Hmmm... it looks to me that most of the post here are about a hypothetical situation where a US citizen would erect a BVI company, put the boat in that company, registering it in the BVI, and put it in a marina in the US (or a private dock
behind the house even!). This construction does not make sense.
However, this is a cruisers forum, so I was under the impression that the boat would wander around the world, basically hanging out everywhere incl. (sometimes) the USA. This would not be a problem at all. When you visit
the USA you need to clear in and get a cruising permit
like any other "foreign" flagged boat visiting the US
. The cruising permit
is valid for one year. Only boats that were built in the USA can extend it (indefinitely, see CUSTOMS
DIRECTIVE NO. 3130-006A), all others have to clear out and clear in again (Canada, Mexico
, Bahama's, Bermuda
trips). The cruising permit is federal. It is like your free pass to the individual states as it overrules any state legislation, shielding you from any duties, taxes
I have never seen a marina that charges different rates for different ensigns. So, marina rates will be the same, regardless of where you register the boat. There are no savings in marina fees
when you register in the USA.
It is not strange at all for a US flagged boat to sail in UK waters. The authorities will have no problem with that, and US flagged boats are not rare at all.
You can register your boat in every country that allows non-citizens to own the shares of a local company.
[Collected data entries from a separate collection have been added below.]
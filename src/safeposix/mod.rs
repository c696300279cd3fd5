//! This module holds the kernel side of safedesc: cages, their descriptor
//! tables, and the calls a hosted program makes against them.
//!
//! ## top-level features:
//!
//! - ### Dispatcher:
//!     - The dispatcher receives numbered call requests from a loader. It
//!       looks the cage up in the cage table, unpacks the raw arguments, and
//!       calls the method corresponding to the call number. A bad argument is
//!       recorded as the cage's errno and answered with `-1`.
//!
//! - ### Cage Objects:
//!     - Each cage object has a Cage ID, a Parent ID, a File Descriptor Table,
//!       the exit cells of its unjoined children, and its last errno.
//!
//! - ### File Descriptor Table:
//!     - A fixed row of slots, each behind its own lock. Descriptors are an
//!       Enum over the three kinds a handle can name (File, Stream, Socket).
//!       The lowest free slot is always the one handed out.
//!
//! - ### FS Metadata:
//!     - Maps names to file objects and file objects to their open counts.
//!       An unlinked object lives on until its last descriptor closes.
//!
//! - ### Net Metadata:
//!     - The connection endpoint used by connect and accept, along with the
//!       configured timeouts.

pub mod cage;
pub mod dispatcher;
pub mod filesystem;
pub mod net;
pub mod syscalls;
// ---- S2: idempotent re-extraction ----

#[tokio::test]
async fn re_extraction_is_idempotent() {
    let harness = TestHarness::builder()
        .configure(|config| config.tasks.dedup_window_secs = 0)
        .with_mock_responses(vec![
            extraction_json(&[
                ("Loves Python", "preference", 0.9),
                ("Lives in Berlin", "fact", 0.9),
            ]),
            extraction_json(&[
                ("Loves Python", "preference", 0.9),
                ("Lives in Berlin", "fact", 0.9),
            ]),
        ])
        .build()
        .await
        .unwrap();

    let message_id = harness
        .engine
        .store()
        .append_message("u1", "c1", Role::User, "I love Python and live in Berlin")
        .await
        .unwrap();

    let first = harness
        .engine
        .submit_extract("u1", "c1", &message_id)
        .await
        .unwrap();
    let first_task = harness.wait_task(&first).await;
    assert_eq!(first_task.state, TaskState::Completed);
    let count_after_first = harness.engine.store().count_memories("u1").await.unwrap();

    let second = harness
        .engine
        .submit_extract("u1", "c1", &message_id)
        .await
        .unwrap();
    let second_task = harness.wait_task(&second).await;
    assert_eq!(second_task.state, TaskState::Completed);

    let count_after_second = harness.engine.store().count_memories("u1").await.unwrap();
    assert_eq!(count_after_first, count_after_second);
    // The second run absorbed both candidates as conflicts.
    assert_eq!(second_task.result.unwrap()["created"], 0);
}
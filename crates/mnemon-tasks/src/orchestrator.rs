// SPDX-FileCopyrightText: 2026 Mnemon Contributors
// SPDX-License-Identifier: MIT OR Apache-2.0

//! Background task orchestration.
//!
//! Tasks are submitted with deterministic ids (hash of kind, key, and
//! payload), deduplicated within a bounded window, queued into a bounded
//! channel, and executed by a worker pool. `extract` and `summarize` are
//! single-flight per `(user, conversation, kind)`: a second submission
//! coalesces onto the in-flight run or waits for it to finish. Tasks never
//! throw; they terminate in `completed` or `failed` with the error recorded.

use std::collections::HashMap;
use std::sync::Arc;
use std::time::{Duration, Instant};

use async_trait::async_trait;
use mnemon_config::model::TasksConfig;
use mnemon_core::error::MnemonError;
use mnemon_core::types::{Task, TaskKind, TaskState};
use serde_json::Value;
use tokio::sync::{mpsc, Mutex, RwLock};
use tokio_util::sync::CancellationToken;
use tracing::{debug, info, warn};

use crate::task_id::{payload_hash, task_id};

/// Executes one task kind's work. Implemented by the engine facade.
///
/// Runners observe the cancellation token between component calls;
/// in-flight external calls are not interrupted but their results are
/// discarded once the token fires.
#[async_trait]
pub trait TaskRunner: Send + Sync + 'static {
    async fn run(
        &self,
        task: &Task,
        payload: &Value,
        cancel: CancellationToken,
    ) -> Result<Value, MnemonError>;
}

/// A task submission.
#[derive(Debug, Clone)]
pub struct SubmitRequest {
    pub kind: TaskKind,
    pub user_id: String,
    pub conversation_id: Option<String>,
    pub payload: Value,
}

struct TaskEntry {
    task: Task,
    payload: Value,
    finished: Option<Instant>,
}

type FlightKey = (String, Option<String>, TaskKind);

struct Inner {
    runner: Arc<dyn TaskRunner>,
    config: TasksConfig,
    queue_tx: mpsc::Sender<String>,
    queue_rx: Mutex<mpsc::Receiver<String>>,
    tasks: RwLock<HashMap<String, TaskEntry>>,
    dedup: Mutex<HashMap<String, Instant>>,
    flights: Mutex<HashMap<FlightKey, Arc<Mutex<()>>>>,
    running_tokens: Mutex<HashMap<String, CancellationToken>>,
    shutdown: CancellationToken,
}

/// Submits, schedules, and tracks background tasks.
#[derive(Clone)]
pub struct Orchestrator {
    inner: Arc<Inner>,
}

impl Orchestrator {
    pub fn new(runner: Arc<dyn TaskRunner>, config: TasksConfig) -> Self {
        let (queue_tx, queue_rx) = mpsc::channel(config.queue_capacity.max(1));
        Self {
            inner: Arc::new(Inner {
                runner,
                config,
                queue_tx,
                queue_rx: Mutex::new(queue_rx),
                tasks: RwLock::new(HashMap::new()),
                dedup: Mutex::new(HashMap::new()),
                flights: Mutex::new(HashMap::new()),
                running_tokens: Mutex::new(HashMap::new()),
                shutdown: CancellationToken::new(),
            }),
        }
    }

    /// Spawns the worker pool. Call once after construction.
    pub fn start(&self) {
        let workers = self.inner.config.workers.max(1);
        for worker_id in 0..workers {
            let inner = self.inner.clone();
            tokio::spawn(async move {
                worker_loop(inner, worker_id).await;
            });
        }
        info!(workers, "task workers started");
    }

    /// Submits a task. Duplicate submissions within the dedup window, and
    /// submissions matching a still-active task, return the existing id
    /// without enqueueing a second run. A full queue is `Overload`.
    pub async fn submit(&self, request: SubmitRequest) -> Result<String, MnemonError> {
        let hash = payload_hash(&request.payload);
        let tid = task_id(
            request.kind,
            &request.user_id,
            request.conversation_id.as_deref(),
            &hash,
        );
        let window = Duration::from_secs(self.inner.config.dedup_window_secs);

        {
            let mut dedup = self.inner.dedup.lock().await;
            dedup.retain(|_, submitted| submitted.elapsed() < window);
            if dedup.contains_key(&tid) {
                debug!(task_id = tid.as_str(), "duplicate submission coalesced");
                return Ok(tid);
            }
            // An active run with this id also coalesces, regardless of window.
            let tasks = self.inner.tasks.read().await;
            if let Some(entry) = tasks.get(&tid) {
                if !is_terminal(entry.task.state) {
                    debug!(task_id = tid.as_str(), "submission coalesced onto active task");
                    return Ok(tid);
                }
            }
            drop(tasks);
            dedup.insert(tid.clone(), Instant::now());
        }

        self.gc_terminal().await;

        let task = Task {
            id: tid.clone(),
            kind: request.kind,
            user_id: request.user_id,
            conversation_id: request.conversation_id,
            state: TaskState::Pending,
            submitted_at: now_iso(),
            started_at: None,
            finished_at: None,
            result: None,
            error: None,
        };
        self.inner.tasks.write().await.insert(
            tid.clone(),
            TaskEntry {
                task,
                payload: request.payload,
                finished: None,
            },
        );

        if self.inner.queue_tx.try_send(tid.clone()).is_err() {
            self.inner.tasks.write().await.remove(&tid);
            self.inner.dedup.lock().await.remove(&tid);
            return Err(MnemonError::Overload("task queue full".to_string()));
        }
        Ok(tid)
    }

    /// Current status of a task, if still retained.
    pub async fn status(&self, task_id: &str) -> Option<Task> {
        self.inner
            .tasks
            .read()
            .await
            .get(task_id)
            .map(|entry| entry.task.clone())
    }

    /// Best-effort cancel. A pending task fails immediately; a running
    /// task's token fires and is observed at its next component boundary.
    pub async fn cancel(&self, task_id: &str) -> bool {
        if let Some(token) = self.inner.running_tokens.lock().await.get(task_id) {
            token.cancel();
            return true;
        }
        let mut tasks = self.inner.tasks.write().await;
        if let Some(entry) = tasks.get_mut(task_id) {
            if entry.task.state == TaskState::Pending {
                entry.task.state = TaskState::Failed;
                entry.task.error = Some("cancelled".to_string());
                entry.task.finished_at = Some(now_iso());
                entry.finished = Some(Instant::now());
                return true;
            }
        }
        false
    }

    /// Records a foreground operation as a task so `status` can report it.
    /// Returns the deterministic id; the caller finishes it via
    /// [`finish_inline`](Self::finish_inline).
    pub async fn begin_inline(
        &self,
        kind: TaskKind,
        user_id: &str,
        conversation_id: Option<&str>,
        payload: &Value,
    ) -> String {
        let hash = payload_hash(payload);
        let tid = task_id(kind, user_id, conversation_id, &hash);
        let now = now_iso();
        let task = Task {
            id: tid.clone(),
            kind,
            user_id: user_id.to_string(),
            conversation_id: conversation_id.map(str::to_string),
            state: TaskState::Running,
            submitted_at: now.clone(),
            started_at: Some(now),
            finished_at: None,
            result: None,
            error: None,
        };
        self.inner.tasks.write().await.insert(
            tid.clone(),
            TaskEntry {
                task,
                payload: payload.clone(),
                finished: None,
            },
        );
        tid
    }

    /// Terminates an inline-recorded task.
    pub async fn finish_inline(&self, task_id: &str, outcome: Result<Value, &MnemonError>) {
        let mut tasks = self.inner.tasks.write().await;
        if let Some(entry) = tasks.get_mut(task_id) {
            apply_outcome(entry, outcome.map_err(|e| e.to_string()));
        }
    }

    /// Stops the workers after their current task.
    pub fn shutdown(&self) {
        self.inner.shutdown.cancel();
    }

    /// Drop terminal tasks older than the retention window.
    async fn gc_terminal(&self) {
        let window = Duration::from_secs(self.inner.config.gc_after_secs);
        let mut tasks = self.inner.tasks.write().await;
        tasks.retain(|_, entry| match entry.finished {
            Some(finished) => finished.elapsed() < window,
            None => true,
        });
    }
}

async fn worker_loop(inner: Arc<Inner>, worker_id: usize) {
    debug!(worker_id, "task worker running");
    loop {
        let tid = {
            let mut rx = inner.queue_rx.lock().await;
            tokio::select! {
                _ = inner.shutdown.cancelled() => return,
                tid = rx.recv() => match tid {
                    Some(tid) => tid,
                    None => return,
                },
            }
        };
        run_task(&inner, &tid).await;
    }
}

async fn run_task(inner: &Arc<Inner>, tid: &str) {
    // A task cancelled while pending is skipped at dequeue.
    let (task, payload) = {
        let tasks = inner.tasks.read().await;
        match tasks.get(tid) {
            Some(entry) if entry.task.state == TaskState::Pending => {
                (entry.task.clone(), entry.payload.clone())
            }
            _ => return,
        }
    };

    // Single-flight: serialize extract/summarize per (user, conv, kind).
    let flight = if matches!(task.kind, TaskKind::Extract | TaskKind::Summarize) {
        let key: FlightKey = (task.user_id.clone(), task.conversation_id.clone(), task.kind);
        let mutex = {
            let mut flights = inner.flights.lock().await;
            flights
                .entry(key)
                .or_insert_with(|| Arc::new(Mutex::new(())))
                .clone()
        };
        Some(mutex)
    } else {
        None
    };
    let guard = match &flight {
        Some(mutex) => Some(mutex.lock().await),
        None => None,
    };

    // Running only begins once the flight lock is held.
    {
        let mut tasks = inner.tasks.write().await;
        let Some(entry) = tasks.get_mut(tid) else { return };
        if entry.task.state != TaskState::Pending {
            return;
        }
        entry.task.state = TaskState::Running;
        entry.task.started_at = Some(now_iso());
    }
    let cancel = inner.shutdown.child_token();
    inner
        .running_tokens
        .lock()
        .await
        .insert(tid.to_string(), cancel.clone());

    let deadline = deadline_for(&inner.config, task.kind);
    let max_attempts = retries_for(&inner.config, task.kind).max(1);

    let mut outcome: Result<Value, MnemonError> =
        Err(MnemonError::Cancelled("never attempted".to_string()));
    for attempt in 0..max_attempts {
        if cancel.is_cancelled() {
            outcome = Err(MnemonError::Cancelled("cancel requested".to_string()));
            break;
        }
        outcome = match tokio::time::timeout(
            deadline,
            inner.runner.run(&task, &payload, cancel.clone()),
        )
        .await
        {
            Ok(result) => result,
            Err(_) => Err(MnemonError::transient(format!(
                "deadline of {deadline:?} exceeded"
            ))),
        };
        match &outcome {
            Ok(_) => break,
            Err(err) if err.is_transient() && attempt + 1 < max_attempts => {
                warn!(
                    task_id = tid,
                    kind = task.kind.as_str(),
                    attempt = attempt + 1,
                    error = %err,
                    "task attempt failed, retrying"
                );
                tokio::time::sleep(retry_delay(attempt)).await;
            }
            Err(_) => break,
        }
    }

    {
        let mut tasks = inner.tasks.write().await;
        if let Some(entry) = tasks.get_mut(tid) {
            apply_outcome(entry, outcome.map_err(|e| e.to_string()));
        }
    }
    inner.running_tokens.lock().await.remove(tid);

    drop(guard);
    if let Some(mutex) = flight {
        // Drop the flight entry once nobody else holds it.
        let mut flights = inner.flights.lock().await;
        flights.retain(|_, m| !Arc::ptr_eq(m, &mutex) || Arc::strong_count(m) > 2);
    }
}

fn apply_outcome(entry: &mut TaskEntry, outcome: Result<Value, String>) {
    match outcome {
        Ok(value) => {
            entry.task.state = TaskState::Completed;
            entry.task.result = Some(value);
        }
        Err(error) => {
            entry.task.state = TaskState::Failed;
            entry.task.error = Some(error);
        }
    }
    entry.task.finished_at = Some(now_iso());
    entry.finished = Some(Instant::now());
}

fn is_terminal(state: TaskState) -> bool {
    matches!(state, TaskState::Completed | TaskState::Failed)
}

fn deadline_for(config: &TasksConfig, kind: TaskKind) -> Duration {
    let secs = match kind {
        TaskKind::ChatAssemble => config.chat_deadline_secs,
        TaskKind::Extract => config.extract_deadline_secs,
        TaskKind::Summarize => config.summarize_deadline_secs,
        TaskKind::Insights => config.insights_deadline_secs,
        TaskKind::Correct => config.correct_deadline_secs,
    };
    Duration::from_secs(secs.max(1))
}

fn retries_for(config: &TasksConfig, kind: TaskKind) -> u32 {
    match kind {
        TaskKind::ChatAssemble => 1,
        TaskKind::Extract => config.extract_retries,
        TaskKind::Summarize => config.summarize_retries,
        TaskKind::Insights => config.insights_retries,
        TaskKind::Correct => config.correct_retries,
    }
}

fn retry_delay(attempt: u32) -> Duration {
    Duration::from_millis(200)
        .saturating_mul(2u32.saturating_pow(attempt))
        .min(Duration::from_secs(2))
}

fn now_iso() -> String {
    chrono::Utc::now()
        .format("%Y-%m-%dT%H:%M:%S%.3fZ")
        .to_string()
}
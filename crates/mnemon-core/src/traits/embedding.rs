// SPDX-FileCopyrightText: 2026 Mnemon Contributors
// SPDX-License-Identifier: MIT OR Apache-2.0

//! Embedding capability: text to fixed-dimension vectors.

use async_trait::async_trait;

use crate::error::MnemonError;

/// Adapter for generating vector embeddings from text.
///
/// `embed` is order-preserving and reports failure per input: position `i`
/// of the output corresponds to `texts[i]`, and a single bad input does not
/// poison the batch. Returning `Err` at the top level means the whole call
/// failed (network, auth) and may be retried.
#[async_trait]
pub trait EmbeddingAdapter: Send + Sync + 'static {
    /// The fixed embedding dimension this adapter produces.
    ///
    /// The engine treats a stored vector of any other length as `Fatal`.
    fn dimensions(&self) -> usize;

    /// Generates one embedding per input, order-preserving.
    async fn embed(
        &self,
        texts: Vec<String>,
    ) -> Result<Vec<Result<Vec<f32>, MnemonError>>, MnemonError>;
}
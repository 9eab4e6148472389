// SPDX-FileCopyrightText: 2026 Mnemon Contributors
// SPDX-License-Identifier: MIT OR Apache-2.0

//! Structural sanitization applied regardless of the validator verdict.
//!
//! Strips control and invisible characters, normalizes whitespace runs, and
//! enforces a length cap. JSON-safe escaping is handled by serde at
//! serialization time; this pass only removes what should never reach a
//! prompt in any form.

/// Default cap applied by [`sanitize`].
pub const MAX_SANITIZED_CHARS: usize = 10_000;

/// Sanitize untrusted text with the default length cap.
pub fn sanitize(text: &str) -> String {
    sanitize_with_limit(text, MAX_SANITIZED_CHARS)
}

/// Sanitize untrusted text, capping the result at `max_chars` characters.
pub fn sanitize_with_limit(text: &str, max_chars: usize) -> String {
    let cleaned: String = text
        .chars()
        .filter(|c| !is_stripped_char(*c))
        .map(|c| if c == '\t' { ' ' } else { c })
        .collect();

    // Collapse horizontal whitespace runs; keep newlines as-is.
    let mut out = String::with_capacity(cleaned.len());
    let mut prev_space = false;
    for c in cleaned.chars() {
        if c == ' ' {
            if !prev_space {
                out.push(c);
            }
            prev_space = true;
        } else {
            out.push(c);
            prev_space = false;
        }
    }

    let trimmed = out.trim();
    trimmed.chars().take(max_chars).collect()
}

/// Characters removed outright: C0/C1 controls (except newline), DEL,
/// zero-width characters, and bidirectional override markers.
fn is_stripped_char(c: char) -> bool {
    // Newlines survive; tabs are mapped to spaces afterwards.
    if c == '\n' || c == '\t' {
        return false;
    }
    c.is_control()
        || matches!(c, '\u{200B}'..='\u{200D}' | '\u{FEFF}')
        || matches!(c, '\u{202A}'..='\u{202E}')
}

#[cfg(test)]
mod tests {
    use super::*;

    #[test]
    fn strips_control_characters() {
        let input = "hello\x00\x01 world\x7f";
        assert_eq!(sanitize(input), "hello world");
    }

    #[test]
    fn keeps_newlines() {
        let input = "line one\nline two";
        assert_eq!(sanitize(input), "line one\nline two");
    }

    #[test]
    fn strips_zero_width_and_bidi() {
        let input = "pay\u{200B}load \u{202E}reversed";
        assert_eq!(sanitize(input), "payload reversed");
    }

    #[test]
    fn collapses_spaces_and_tabs() {
        let input = "a  \t  b";
        assert_eq!(sanitize(input), "a b");
    }

    #[test]
    fn trims_and_caps_length() {
        let input = format!("  {}  ", "x".repeat(50));
        assert_eq!(sanitize_with_limit(&input, 10), "x".repeat(10));
    }

    #[test]
    fn empty_stays_empty() {
        assert_eq!(sanitize("   "), "");
        assert_eq!(sanitize(""), "");
    }

    #[test]
    fn cap_respects_char_boundaries() {
        let input = "héllo wörld";
        let capped = sanitize_with_limit(input, 4);
        assert_eq!(capped, "héll");
    }
}
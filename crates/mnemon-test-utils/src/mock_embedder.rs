// SPDX-FileCopyrightText: 2026 Mnemon Contributors
// SPDX-License-Identifier: MIT OR Apache-2.0

//! Deterministic mock embedder.
//!
//! Each whitespace token hashes into a bucket of the output vector, so
//! texts sharing words land near each other in cosine space. Failures can
//! be injected at the call level (transient, consumed per call) or per
//! item via a poison marker.

use std::collections::hash_map::DefaultHasher;
use std::hash::{Hash, Hasher};
use std::sync::atomic::{AtomicU32, Ordering};
use std::sync::Mutex;

use async_trait::async_trait;

use mnemon_core::error::MnemonError;
use mnemon_core::traits::EmbeddingAdapter;

/// Token-bucket embedder with injectable failures.
pub struct MockEmbedder {
    dimensions: usize,
    fail_next: AtomicU32,
    poison_marker: Mutex<Option<String>>,
}

impl MockEmbedder {
    pub fn new(dimensions: usize) -> Self {
        Self {
            dimensions,
            fail_next: AtomicU32::new(0),
            poison_marker: Mutex::new(None),
        }
    }

    /// The next `n` embed calls fail entirely with a transient error.
    pub fn fail_next(&self, n: u32) {
        self.fail_next.store(n, Ordering::SeqCst);
    }

    /// Texts containing `marker` fail per-item with a transient error.
    pub fn poison(&self, marker: impl Into<String>) {
        *self.poison_marker.lock().unwrap() = Some(marker.into());
    }

    /// Clears the per-item poison marker.
    pub fn heal(&self) {
        *self.poison_marker.lock().unwrap() = None;
    }

    /// The deterministic embedding for one text.
    pub fn vector_for(&self, text: &str) -> Vec<f32> {
        let mut vector = vec![0.0f32; self.dimensions];
        for token in text.to_lowercase().split_whitespace() {
            let mut token: String = token.chars().filter(|c| c.is_alphanumeric()).collect();
            if token.is_empty() {
                continue;
            }
            // Light plural folding so "works" and "work" share a bucket.
            if token.len() > 3 && token.ends_with('s') {
                token.pop();
            }
            let mut hasher = DefaultHasher::new();
            token.hash(&mut hasher);
            let bucket = (hasher.finish() as usize) % self.dimensions;
            vector[bucket] += 1.0;
        }
        let norm: f32 = vector.iter().map(|x| x * x).sum::<f32>().sqrt();
        if norm > 0.0 {
            for x in &mut vector {
                *x /= norm;
            }
        }
        vector
    }
}

#[async_trait]
impl EmbeddingAdapter for MockEmbedder {
    fn dimensions(&self) -> usize {
        self.dimensions
    }

    async fn embed(
        &self,
        texts: Vec<String>,
    ) -> Result<Vec<Result<Vec<f32>, MnemonError>>, MnemonError> {
        if self
            .fail_next
            .fetch_update(Ordering::SeqCst, Ordering::SeqCst, |n| n.checked_sub(1))
            .is_ok()
        {
            return Err(MnemonError::transient("injected embed failure"));
        }

        let marker = self.poison_marker.lock().unwrap().clone();
        Ok(texts
            .into_iter()
            .map(|text| match &marker {
                Some(marker) if text.contains(marker.as_str()) => {
                    Err(MnemonError::transient("poisoned item"))
                }
                _ => Ok(self.vector_for(&text)),
            })
            .collect())
    }
}

#[cfg(test)]
mod tests {
    use super::*;
    use mnemon_storage::cosine_similarity;

    #[tokio::test]
    async fn deterministic_and_normalized() {
        let embedder = MockEmbedder::new(16);
        let a = embedder.vector_for("data scientist in Berlin");
        let b = embedder.vector_for("data scientist in Berlin");
        assert_eq!(a, b);
        let norm: f32 = a.iter().map(|x| x * x).sum::<f32>().sqrt();
        assert!((norm - 1.0).abs() < 1e-5);
    }

    #[tokio::test]
    async fn shared_tokens_are_closer() {
        let embedder = MockEmbedder::new(64);
        let work = embedder.vector_for("works as a data scientist");
        let query = embedder.vector_for("what data scientist work");
        let unrelated = embedder.vector_for("purple elephants dancing tonight");
        assert!(
            cosine_similarity(&work, &query) > cosine_similarity(&work, &unrelated),
            "overlapping-token texts should be more similar"
        );
    }

    #[tokio::test]
    async fn order_preserving_batch() {
        let embedder = MockEmbedder::new(16);
        let results = embedder
            .embed(vec!["alpha".into(), "beta".into()])
            .await
            .unwrap();
        assert_eq!(results.len(), 2);
        assert_eq!(
            results[0].as_ref().unwrap(),
            &embedder.vector_for("alpha")
        );
        assert_eq!(results[1].as_ref().unwrap(), &embedder.vector_for("beta"));
    }

    #[tokio::test]
    async fn call_level_failure_consumed() {
        let embedder = MockEmbedder::new(16);
        embedder.fail_next(1);
        assert!(embedder.embed(vec!["x".into()]).await.is_err());
        assert!(embedder.embed(vec!["x".into()]).await.is_ok());
    }

    #[tokio::test]
    async fn poisoned_item_fails_alone() {
        let embedder = MockEmbedder::new(16);
        embedder.poison("BAD");
        let results = embedder
            .embed(vec!["fine text".into(), "this is BAD text".into()])
            .await
            .unwrap();
        assert!(results[0].is_ok());
        assert!(results[1].is_err());

        embedder.heal();
        let results = embedder.embed(vec!["this is BAD text".into()]).await.unwrap();
        assert!(results[0].is_ok());
    }
}
/// Strictly parse the extractor's JSON output.
///
/// Tolerates a markdown code fence around the array, but each element must
/// be an object with only known keys, a non-empty `text` within the length
/// bound, a `type` from the closed set, and `confidence` in `[0, 1]`.
/// Malformed elements are skipped; they never abort the batch.
pub fn parse_candidates(raw: &str, max_text_chars: usize) -> Vec<Candidate> {
    let trimmed = raw.trim();
    let start = trimmed.find('[');
    let end = trimmed.rfind(']');
    let json_str = match (start, end) {
        (Some(s), Some(e)) if s < e => &trimmed[s..=e],
        _ => {
            warn!("extractor output contained no JSON array");
            return Vec::new();
        }
    };

    let parsed: Value = match serde_json::from_str(json_str) {
        Ok(value) => value,
        Err(err) => {
            warn!(error = %err, "failed to parse extractor output");
            return Vec::new();
        }
    };
    let Value::Array(elements) = parsed else {
        return Vec::new();
    };

    elements
        .into_iter()
        .filter_map(|element| parse_candidate(element, max_text_chars))
        .collect()
}

fn parse_candidate(element: Value, max_text_chars: usize) -> Option<Candidate> {
    let Value::Object(map) = element else {
        debug!("skipping non-object extraction element");
        return None;
    };
    // Unknown keys mean the model drifted from the schema; reject the element.
    if map
        .keys()
        .any(|k| !matches!(k.as_str(), "text" | "type" | "confidence" | "importance"))
    {
        debug!("skipping extraction element with unknown keys");
        return None;
    }

    let text = sanitize_with_limit(map.get("text")?.as_str()?, mnemon_security::MAX_SANITIZED_CHARS);
    if text.is_empty() || text.chars().count() > max_text_chars {
        return None;
    }
    let kind = MemoryKind::parse(map.get("type")?.as_str()?)?;
    let confidence = map.get("confidence")?.as_f64()?;
    if !(0.0..=1.0).contains(&confidence) {
        return None;
    }
    let importance = match map.get("importance") {
        Some(value) => {
            let importance = value.as_f64()?;
            if !(0.0..=1.0).contains(&importance) {
                return None;
            }
            Some(importance)
        }
        None => None,
    };

    Some(Candidate {
        text,
        kind,
        confidence,
        importance,
    })
}
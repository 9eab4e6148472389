// SPDX-FileCopyrightText: 2026 Mnemon Contributors
// SPDX-License-Identifier: MIT OR Apache-2.0

//! Configuration system for the mnemon memory engine.
//!
//! Layered loading (defaults, TOML hierarchy, environment) lives in
//! [`loader`]; the typed model with per-field defaults lives in [`model`].

pub mod loader;
pub mod model;

pub use loader::{load_config, load_config_from_path, load_config_from_str};
pub use model::MnemonConfig;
Maybe Iran wouldn't want that, there's always exceptions, but it basically is possible everywhere. The reason that most countries are never used for doing this, is because they charge taxes for owning a boat. Bad countries. The list mentioned before are good countries: no tax, not even on any profits that the company makes!
If in the EU, it's not just Jersey that is good for registering a boat. All the channel islands and of course Isle of Man is very popular too. Gibraltar
is becoming a little unstable; it might already be Spanish for all I know ;-)
A BVI flagged & owned boat is completely legal
in EU waters as long as it clears in and stays for the maximum 18 months. It doesn't matter what the nationalities of the crew are, that is something for immigration (might need visa's etc.). The clearing in & out is a customs
procedure. Many Panamanian flagged ships have an EU captain
. Again, the thing is that when you live in the EU and put your BVI flagged boat in your sailing club forever, they are gonna catch up with you some day because that is not legal
I can assure you that foreign flagged boats are not stopped or boarded in US waters when they don't have some sticker that is for US flagged boats only. They do not start jumping up and down when they see a foreign flagged vessel. It's the other way around: you get the nice treatment because you are a visitor. That is anywhere but Miami
(they say but we had no trouble there at all).